Tuesday, December 07, 2004

The Line Between Evangelists and Shills

I've already discussed the idea of paying bloggers to talk about a product, as cooked up by Marc Canter and Marqui (which I recently discovered is headed up by a former boss of mine!)

It wasn't so much an ethical problem I had...I assumed bloggers who didn't own up to their shill status would get found out and roundly mocked by the blog community.

I thought the idea had practical problems as a marketing tool, briefly these:

From my original post:
You are incented to speak highly if you truly want ongoing revenue.
You run the risk of losing your revenue stream if you speak badly about a product.
You run the risk of being considered a shill by your readers if you speak highly of it.
You run the risk of losing your revenue stream when you've lost enough readers to make you not an influencer anymore.
Sounds like a vicious cycle to me.


It's all kind of a moot point. I'd have to say Marqui has generated a lot of buzz about themselves simply by initiating this program. The fact is that even if someone goes and looks them up to see what jerks would sully the blogosphere in this way. they're still going to find out something about Marqui's product, which they may have never otherwise done.

And the idea has helped CEO Stephen King and Marqui become a finalist for the Fast Company fast 50, which also might never have considered them if they hadn't made such a buzzable marketing decision.

I'd say Marqui will get their money's worth from the campaign, no matter what the bloggers say about their product and no matter whether any purchases are made because a blogger gave the product a good product review in their blog or not.

This Sunday's NY Times Magazine featured a story on a different kind of attempt to manufacture buzz, the kind pitched by the company BzzAgent.com. [Registration required.]

This is another idea that walks the line between encouraging word of mouth influence and simply spinning out shills.

In each case, what pushes someone from evangelist to shill is transparency.

Now, I evangelize plenty. I'm a TiVo-vangelist, an iPod-vangelist, a Blog-vangelist. I love to talk about my digital camera, about my Merrell clogs. Hell, I review every book I read, every DVD/movie I watch etc. in my blog. I'm all for evangelism.

But I think it's important to give people the background. I didn't know a former boss of mine ran Marqui when I wrote my original post on the Marqui idea. But now I know, so I divulged it up in the first paragraph of this post. I don't think it changes what I write about the idea at all. But I still think you'd like to know.
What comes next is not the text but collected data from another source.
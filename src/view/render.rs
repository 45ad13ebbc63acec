//! Per-line render records.
//!
//! One record per requested row, with everything the host needs to draw it:
//! the raw line text, its 1-based number, styled spans, selected ranges, and
//! caret positions. All offsets are byte offsets local to the line.

use serde::Serialize;

#[derive(Debug, Clone, PartialEq, Eq, Serialize)]
pub struct LineRecord {
    /// Line content including its trailing newline; empty for virtual rows
    /// past the end of the document.
    pub text: String,
    /// 1-based line number.
    pub number: usize,
    /// `[start, end, style]` triples; `style` indexes the theme's `styles`.
    pub spans: Vec<(usize, usize, usize)>,
    /// `[start, end)` selected ranges on this line.
    pub selections: Vec<(usize, usize)>,
    /// Caret positions on this line.
    pub cursors: Vec<usize>,
}

impl LineRecord {
    /// A virtual row below the last line of the document.
    pub fn virtual_row(number: usize) -> Self {
        LineRecord {
            text: String::new(),
            number,
            spans: Vec::new(),
            selections: Vec::new(),
            cursors: Vec::new(),
        }
    }
}

#[cfg(test)]
mod tests {
    use super::*;

    #[test]
    fn test_serialized_shape() {
        let record = LineRecord {
            text: "fn x\n".to_string(),
            number: 3,
            spans: vec![(0, 2, 2)],
            selections: vec![(1, 4)],
            cursors: vec![2],
        };
        let json = serde_json::to_string(&record).unwrap();
        assert_eq!(
            json,
            r#"{"text":"fn x\n","number":3,"spans":[[0,2,2]],"selections":[[1,4]],"cursors":[2]}"#
        );
    }

    #[test]
    fn test_virtual_row_is_empty() {
        let record = LineRecord::virtual_row(7);
        assert_eq!(record.number, 7);
        assert!(record.text.is_empty());
        assert!(record.spans.is_empty() && record.selections.is_empty() && record.cursors.is_empty());
    }
}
What disturbs me about the NY Times article about BzzAgent is how they actually encourage lack of transparency, which, if we're not being polite, is simply called lying in other circles.

Calling book stores pretending you don't know the name of the book?

Using talking points given to you by the company?

Talking about an eye cream at your grandfather's funeral?

It all sounds pretty icky if you ask me.

And it gives buzz marketing, which after all is part of Worker Bees' deal, a bad name.

Some other blogs commenting on this topic:

You can just do a Feedster search and find literally hundreds of posts. (See what I mean about the fact that simply establishing the program did the marketing job they were looking for.)

Clickable Culture Really Hates the Marqui Program

Marqui is collecting its own page of links on the "controversy" (and apparently knowing the CEO does not earn me a spot on their controversy page...jeez!)

And Stowe Boyd of Corante has been discussing it a lot on his Get Real blog: here and here.

There's also plenty of links to be found on Feedster discussing the BzzAgent story, of which my favorite may be this one from Gawker.

Enjoy the smell of controversy in the morning everyone!